Record extracts section start
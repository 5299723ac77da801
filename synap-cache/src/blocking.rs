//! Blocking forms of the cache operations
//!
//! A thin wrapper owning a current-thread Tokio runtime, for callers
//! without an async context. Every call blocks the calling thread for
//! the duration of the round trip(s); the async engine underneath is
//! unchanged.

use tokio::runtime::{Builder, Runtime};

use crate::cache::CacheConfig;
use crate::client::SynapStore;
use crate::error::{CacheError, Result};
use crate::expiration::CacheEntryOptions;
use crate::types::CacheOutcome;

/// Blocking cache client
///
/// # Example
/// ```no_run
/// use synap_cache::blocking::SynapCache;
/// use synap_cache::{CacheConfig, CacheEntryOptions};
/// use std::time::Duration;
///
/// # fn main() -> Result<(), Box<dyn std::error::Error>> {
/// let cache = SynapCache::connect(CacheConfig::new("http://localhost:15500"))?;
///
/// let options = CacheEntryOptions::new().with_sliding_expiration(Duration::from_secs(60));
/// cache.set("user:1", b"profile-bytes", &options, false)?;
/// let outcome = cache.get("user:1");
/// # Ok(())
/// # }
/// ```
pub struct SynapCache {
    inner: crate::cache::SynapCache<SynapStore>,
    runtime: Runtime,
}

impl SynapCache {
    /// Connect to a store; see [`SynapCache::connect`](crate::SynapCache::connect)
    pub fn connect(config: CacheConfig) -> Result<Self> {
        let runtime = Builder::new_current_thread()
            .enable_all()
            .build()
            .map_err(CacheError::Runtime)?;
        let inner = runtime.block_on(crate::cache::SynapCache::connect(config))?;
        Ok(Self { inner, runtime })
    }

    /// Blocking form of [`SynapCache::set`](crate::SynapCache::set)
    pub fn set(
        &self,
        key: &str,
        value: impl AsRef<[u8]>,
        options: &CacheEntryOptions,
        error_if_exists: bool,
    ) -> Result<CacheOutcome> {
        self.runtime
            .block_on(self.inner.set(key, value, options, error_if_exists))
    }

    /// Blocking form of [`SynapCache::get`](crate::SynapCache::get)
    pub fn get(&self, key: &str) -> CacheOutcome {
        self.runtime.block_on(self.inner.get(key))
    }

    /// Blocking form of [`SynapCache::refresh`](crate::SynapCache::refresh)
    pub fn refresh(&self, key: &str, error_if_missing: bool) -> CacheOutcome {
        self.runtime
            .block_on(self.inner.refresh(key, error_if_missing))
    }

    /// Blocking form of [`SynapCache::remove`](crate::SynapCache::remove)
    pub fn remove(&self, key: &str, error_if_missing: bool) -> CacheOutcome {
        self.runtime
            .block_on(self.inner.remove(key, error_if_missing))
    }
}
Record extracts section end
Record extracts section start
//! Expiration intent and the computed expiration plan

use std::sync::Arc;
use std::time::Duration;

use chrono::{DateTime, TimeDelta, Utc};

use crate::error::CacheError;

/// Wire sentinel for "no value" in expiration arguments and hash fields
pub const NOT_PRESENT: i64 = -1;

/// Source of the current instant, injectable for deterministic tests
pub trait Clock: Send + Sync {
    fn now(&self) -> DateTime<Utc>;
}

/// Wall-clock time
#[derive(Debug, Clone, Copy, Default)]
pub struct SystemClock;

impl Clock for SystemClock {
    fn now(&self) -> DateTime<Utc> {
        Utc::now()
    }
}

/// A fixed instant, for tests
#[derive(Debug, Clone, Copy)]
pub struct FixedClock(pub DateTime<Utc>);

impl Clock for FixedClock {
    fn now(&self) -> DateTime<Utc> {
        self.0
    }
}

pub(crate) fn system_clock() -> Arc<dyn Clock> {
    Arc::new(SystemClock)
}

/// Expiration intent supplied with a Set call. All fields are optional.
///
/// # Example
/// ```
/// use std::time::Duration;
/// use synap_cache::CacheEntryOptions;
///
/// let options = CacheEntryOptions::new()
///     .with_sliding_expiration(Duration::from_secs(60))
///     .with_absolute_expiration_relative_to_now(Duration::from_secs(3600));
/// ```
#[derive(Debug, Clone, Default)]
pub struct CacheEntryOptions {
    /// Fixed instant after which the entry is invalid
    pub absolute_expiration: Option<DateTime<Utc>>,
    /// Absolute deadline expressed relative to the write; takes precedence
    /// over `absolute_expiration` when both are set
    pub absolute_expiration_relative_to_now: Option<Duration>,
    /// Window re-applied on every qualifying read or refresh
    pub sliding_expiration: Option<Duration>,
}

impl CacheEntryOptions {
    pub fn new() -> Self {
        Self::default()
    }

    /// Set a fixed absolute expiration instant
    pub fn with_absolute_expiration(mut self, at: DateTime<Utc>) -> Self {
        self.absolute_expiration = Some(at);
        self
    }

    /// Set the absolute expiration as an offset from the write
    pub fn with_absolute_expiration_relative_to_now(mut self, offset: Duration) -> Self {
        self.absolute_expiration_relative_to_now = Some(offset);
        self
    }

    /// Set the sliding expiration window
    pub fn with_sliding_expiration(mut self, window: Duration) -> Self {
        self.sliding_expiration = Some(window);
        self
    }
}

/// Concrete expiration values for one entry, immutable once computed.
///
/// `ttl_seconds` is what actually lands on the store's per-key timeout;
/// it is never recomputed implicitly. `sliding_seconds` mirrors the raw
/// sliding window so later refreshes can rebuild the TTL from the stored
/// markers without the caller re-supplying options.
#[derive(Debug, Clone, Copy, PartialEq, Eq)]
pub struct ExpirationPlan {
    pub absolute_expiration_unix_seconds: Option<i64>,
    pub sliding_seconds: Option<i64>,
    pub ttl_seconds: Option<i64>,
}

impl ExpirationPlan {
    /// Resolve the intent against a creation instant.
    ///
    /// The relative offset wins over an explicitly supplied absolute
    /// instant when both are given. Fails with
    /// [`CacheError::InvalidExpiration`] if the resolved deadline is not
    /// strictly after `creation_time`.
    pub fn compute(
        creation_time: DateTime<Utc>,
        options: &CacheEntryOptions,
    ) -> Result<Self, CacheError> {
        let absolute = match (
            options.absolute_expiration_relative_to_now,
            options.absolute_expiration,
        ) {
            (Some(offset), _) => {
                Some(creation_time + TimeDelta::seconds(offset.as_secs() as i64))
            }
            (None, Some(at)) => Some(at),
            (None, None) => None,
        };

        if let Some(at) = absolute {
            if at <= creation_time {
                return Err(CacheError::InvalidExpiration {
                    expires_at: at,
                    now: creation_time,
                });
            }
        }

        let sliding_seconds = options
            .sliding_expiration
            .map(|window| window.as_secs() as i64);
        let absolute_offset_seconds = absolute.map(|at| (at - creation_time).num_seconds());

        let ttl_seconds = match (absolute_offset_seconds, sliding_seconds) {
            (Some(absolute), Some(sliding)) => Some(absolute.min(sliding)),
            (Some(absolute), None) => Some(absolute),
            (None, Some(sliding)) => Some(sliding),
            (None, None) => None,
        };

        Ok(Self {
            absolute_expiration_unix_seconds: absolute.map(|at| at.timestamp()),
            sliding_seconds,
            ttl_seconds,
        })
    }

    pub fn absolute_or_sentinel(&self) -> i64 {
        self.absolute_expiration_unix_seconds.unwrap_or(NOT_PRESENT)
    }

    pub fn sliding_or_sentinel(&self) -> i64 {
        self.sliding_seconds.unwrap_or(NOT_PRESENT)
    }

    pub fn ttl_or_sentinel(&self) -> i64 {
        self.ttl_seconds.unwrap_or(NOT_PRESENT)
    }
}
Record extracts section end
Pick out, from the lines above, every one that contains the string "both".

* **Problem solution**
    /// over `absolute_expiration` when both are set
    /// instant when both are given. Fails with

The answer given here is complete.